**INSTRUCTIONS FOR THE TASK**
Look through the material below for "QueryResponse". Copy every line that contains it.
=== Begin Enclosure ===
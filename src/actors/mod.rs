//! Long-running tasks of the monitor
//!
//! Each task runs as an independent async task; they share nothing but the
//! event queue and the deduplicator.
//!
//! ## Architecture Overview
//!
//! ```text
//!   Poller(nginx)   Poller(httpd)   Poller(postgres)
//!        │               │               │
//!        └───────────────┼───────────────┘
//!                        │ enqueue (drop when full)
//!                ┌───────▼────────┐
//!                │   EventQueue   │ (bounded, FIFO)
//!                └───────┬────────┘
//!                        │
//!                ┌───────▼────────┐
//!                │IngestionWorker │──── write ───▶ MetricSink
//!                └────────────────┘                   │
//!                                                     │ query
//!                               ┌─────────────────────▼──┐
//!                               │   AlertDeduplicator    │ (one tick loop per kind)
//!                               └───────────┬────────────┘
//!                                           │ send
//!                                       Notifier
//! ```
//!
//! ## Task Types
//!
//! - **Poller**: Lists running containers and produces lifecycle events
//! - **IngestionWorker**: Single writer draining the queue into the sink
//! - **AlertDeduplicator**: Turns Stop samples into at most one notification per episode
//!
//! Every loop stops when the process-wide `CancellationToken` fires.

pub mod dedup;
pub mod ingest;
pub mod messages;
pub mod poller;
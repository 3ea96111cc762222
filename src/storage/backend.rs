//! Metric sink trait definition
//!
//! This module defines the `MetricSink` trait that every time-series
//! store implementation must implement, together with the point type
//! written into it and the read queries the alerting side issues.

use std::collections::BTreeMap;

use async_trait::async_trait;
use chrono::{DateTime, Utc};
use serde::{Deserialize, Serialize};

use super::error::SinkResult;
use super::schema::QueryResponse;

/// A scalar field value on a point
#[derive(Debug, Clone, PartialEq, Serialize, Deserialize)]
#[serde(untagged)]
pub enum FieldValue {
    String(String),
    Integer(i64),
    Float(f64),
    Boolean(bool),
}

impl From<&str> for FieldValue {
    fn from(value: &str) -> Self {
        FieldValue::String(value.to_string())
    }
}

impl From<String> for FieldValue {
    fn from(value: String) -> Self {
        FieldValue::String(value)
    }
}

impl From<i64> for FieldValue {
    fn from(value: i64) -> Self {
        FieldValue::Integer(value)
    }
}

/// A single tagged sample to append to a measurement
#[derive(Debug, Clone, PartialEq)]
pub struct Point {
    pub measurement: String,
    pub tags: BTreeMap<String, String>,
    pub fields: BTreeMap<String, FieldValue>,
    pub timestamp: DateTime<Utc>,
}

/// The two read queries issued against a measurement
#[derive(Debug, Clone, PartialEq, Eq)]
pub enum SampleQuery {
    /// Most recent sample of the measurement
    Latest(String),

    /// Every sample of the measurement, oldest first
    All(String),
}

impl SampleQuery {
    pub fn measurement(&self) -> &str {
        match self {
            SampleQuery::Latest(m) | SampleQuery::All(m) => m,
        }
    }

    /// InfluxQL rendering of the query
    pub fn statement(&self) -> String {
        match self {
            SampleQuery::Latest(m) => format!("SELECT * FROM \"{m}\" ORDER BY time DESC LIMIT 1"),
            SampleQuery::All(m) => format!("SELECT * FROM \"{m}\""),
        }
    }
}

/// Trait for time-series sinks
///
/// The sink is append-only. Writes are expected to come from a single
/// writer (the ingestion worker); reads may happen concurrently.
///
/// ## Thread Safety
///
/// Implementations must be `Send + Sync` as they are shared across tasks.
#[async_trait]
pub trait MetricSink: Send + Sync {
    /// Create the database if it does not exist.
    ///
    /// Must be idempotent: an already existing database is not an error.
    async fn create_database(&self, name: &str) -> SinkResult<()>;

    /// Append a batch of points to `database`.
    async fn write(&self, database: &str, points: Vec<Point>) -> SinkResult<()>;

    /// Run a read query against `database`.
    ///
    /// Every returned series uses the canonical column order defined in
    /// [`super::schema::COLUMNS`].
    async fn query(&self, database: &str, query: &SampleQuery) -> SinkResult<QueryResponse>;

    /// Lightweight reachability check
    async fn ping(&self) -> SinkResult<()>;
}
=== End Enclosure ===
**FINAL ANSWER**
use super::schema::QueryResponse;
    async fn query(&self, database: &str, query: &SampleQuery) -> SinkResult<QueryResponse>;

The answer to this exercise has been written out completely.